Sorry to interrupt, but would someone be so kind to explain me what DAWS is? As I just got gabapentin yesterday from my doc (i want to change from pramipexole to gabapentin) I‘m reading the posts about this topic.

Amrob profile image
Amrob in reply to Happyfriday123

Dopamine Agonist Withdrawal Syndrome. There are numerous posts about it on this forum. You can look them up using the search function (icon at top right).

Happyfriday123 profile image
Happyfriday123 in reply to Amrob

Thank you so much!

SueJohnson profile image
SueJohnson

If you do want names of doctors knowledgeable about RLS near you, let me know and where you live and I may be able to find some names for you.

dodonnell profile image
dodonnell in reply to SueJohnson

i replied to another member above on this thread asking about dr name (& going thru my journey (in a nutshell), and am wondering if you have any dr suggestions for me. I live in monmouth county, NJ.

Thanks!

SueJohnson profile image
SueJohnson

Unfortunately I don't. The nearest one is in Reading PA but they wouldn't be able to prescribe medicines.

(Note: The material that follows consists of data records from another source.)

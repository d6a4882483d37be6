//! What a vehicle can see. The trainer only relies on [Sensing]; [RaySensor] is
//! the fan of distance rays the brains are trained with.

use crate::{
    config::SensorConfig,
    geometry::{lerp, segment_intersection, Intersection, Point, Segment},
    vehicle::Vehicle,
};

/// The nearest hit along one ray, `offset` being the fraction of the ray's length
pub type Reading = Intersection;

/// Where a sensor sits and which way it faces
#[derive(Debug, Clone, Copy, PartialEq, Default)]
pub struct Pose {
    pub x: f64,
    pub y: f64,
    pub angle: f64,
}

pub trait Sensing: Sync {
    /// Readings per call, which is also the brain's input width
    fn ray_count(&self) -> usize;

    /// One reading per ray, `None` where a ray hits nothing
    fn sense(&self, pose: Pose, borders: &[Segment], obstacles: &[Vehicle]) -> Vec<Option<Reading>>;
}

/// Rays fanned symmetrically around the heading, each reporting its nearest hit
/// among the road borders and the obstacle hulls
#[derive(Debug, Clone, Copy, PartialEq)]
pub struct RaySensor {
    ray_count: usize,
    ray_length: f64,
    ray_spread: f64,
}

impl RaySensor {
    pub fn new(ray_count: usize, ray_length: f64, ray_spread: f64) -> Self {
        Self {
            ray_count,
            ray_length,
            ray_spread,
        }
    }

    fn ray_angle(&self, idx: usize, heading: f64) -> f64 {
        let t = if self.ray_count == 1 {
            0.5
        } else {
            idx as f64 / (self.ray_count - 1) as f64
        };
        lerp(self.ray_spread / 2., -self.ray_spread / 2., t) + heading
    }

    /// Endpoints of every ray cast from `pose`
    pub fn rays(&self, pose: Pose) -> Vec<Segment> {
        let start = Point::new(pose.x, pose.y);
        (0..self.ray_count)
            .map(|idx| {
                let angle = self.ray_angle(idx, pose.angle);
                Segment(
                    start,
                    Point::new(
                        pose.x - angle.sin() * self.ray_length,
                        pose.y - angle.cos() * self.ray_length,
                    ),
                )
            })
            .collect()
    }

    fn cast(ray: Segment, borders: &[Segment], obstacles: &[Vehicle]) -> Option<Reading> {
        let border_hits = borders
            .iter()
            .filter_map(|b| segment_intersection(ray.0, ray.1, b.0, b.1));
        let hull_hits = obstacles.iter().flat_map(|v| {
            let hull = v.polygon();
            (0..hull.len()).filter_map(move |i| {
                segment_intersection(ray.0, ray.1, hull[i], hull[(i + 1) % hull.len()])
            })
        });

        border_hits
            .chain(hull_hits)
            .min_by(|l, r| l.offset.total_cmp(&r.offset))
    }
}

impl Default for RaySensor {
    fn default() -> Self {
        SensorConfig::default().into()
    }
}

impl From<SensorConfig> for RaySensor {
    fn from(c: SensorConfig) -> Self {
        Self::new(c.ray_count, c.ray_length, c.ray_spread)
    }
}

impl Sensing for RaySensor {
    #[inline]
    fn ray_count(&self) -> usize {
        self.ray_count
    }

    fn sense(&self, pose: Pose, borders: &[Segment], obstacles: &[Vehicle]) -> Vec<Option<Reading>> {
        self.rays(pose)
            .into_iter()
            .map(|ray| Self::cast(ray, borders, obstacles))
            .collect()
    }
}

/// Sees nothing, ever
#[derive(Debug, Clone, Copy, PartialEq)]
pub struct Blind {
    ray_count: usize,
}

impl Blind {
    pub fn new(ray_count: usize) -> Self {
        Self { ray_count }
    }
}

impl Default for Blind {
    fn default() -> Self {
        Self::new(SensorConfig::default().ray_count)
    }
}

impl Sensing for Blind {
    #[inline]
    fn ray_count(&self) -> usize {
        self.ray_count
    }

    fn sense(&self, _: Pose, _: &[Segment], _: &[Vehicle]) -> Vec<Option<Reading>> {
        vec![None; self.ray_count]
    }
}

spencertroy222 profile image
spencertroy222

What is DAWS? What do you experience?I was on 900mg Gabapentin. Only when I felt rls come on. Not taking earlier in the day. I found one 900mg hit would rid me of rls in 30-45 mins. Only thing with Gabapentin was it totally destroyed my short term memory badly. So doctor put me on pramiprexole. That seems to work on a low dose. However, I am going to try and get off those too and see if rls returns. I used to get rls in legs and arms quite awfully. I certainly know where you are coming from.